Submitted to: Experimental Biology
Publication Type: Abstract Only
Publication Acceptance Date: 2/15/2007
Publication Date: 3/31/2005
Citation: Rogers, C.B., Collins, J.S., Lay Jr, D.C., Cheng, H., Sartin, J.L., Schwartz, D.D. 2005. Reduced expression of proteasome 26s in hypothalamus of heat stressed pigs and hypothalamic cells. Experimental Biology.

Interpretive Summary:

Technical Abstract: The loss of proteasome function has been suggested to underlie the delayed neuronal death induced by transient forebrain ischemia as well as to Alzheimer's disease pathogenesis.
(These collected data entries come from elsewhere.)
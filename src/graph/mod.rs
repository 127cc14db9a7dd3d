//! Graph API module
//!
//! Outbound side of the binding: a [`GraphClient`] over a pluggable
//! [`Transport`], with per-operation-class timeouts, vendor error detection
//! and cursor-following pagination.

pub mod client;
pub mod config;
pub mod pagination;
pub mod transport;

pub use client::{CustomLabel, GraphClient};
pub use config::{GraphConfig, OperationClass, DEFAULT_API_ROOT};
pub use pagination::fetch_all;
pub use transport::{ReqwestTransport, Transport};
In the hypothalamus of 12-hr heat-stressed pigs the expression of proteasome 26S was reduced as determined by differential display PCR and confirmed by real-time RT-PCR. Next, we determined whether the expression of proteasome 26S was also altered in a hypothalamic cell line in response to heat stress. Cells grown in serum-free media were heat-stress at 43 degrees for 15 min and then returned to 37 degrees C for up to 5 hr. Total RNA was isolated and real-time RT-PCR was used to evaluate the expression of genes of interest. Glyceraldehyde-3-phosphate dehydrogenase mRNA expression was used as an internal control and did not show a change in expression in the 5-hr recovery period. Expression of heat shock protein (HSP70) was increased 6.2 ± 2, 14.3 ± 5 and 14.7 ± 7 fold at 1, 2, and 3 hours, respectively, and returned to baseline by 5 hours. Over the same time period, there was a persistent decrease in the expression of proteasome 26S subunit in cells beginning 2 hr after heat stress. The altered expression of proteasome 26S in both the hypothalamus of heat stress pigs and in hypothalamic cells suggests that impairment of the proteolytic pathway may be involved in the neuronal response to heat stress.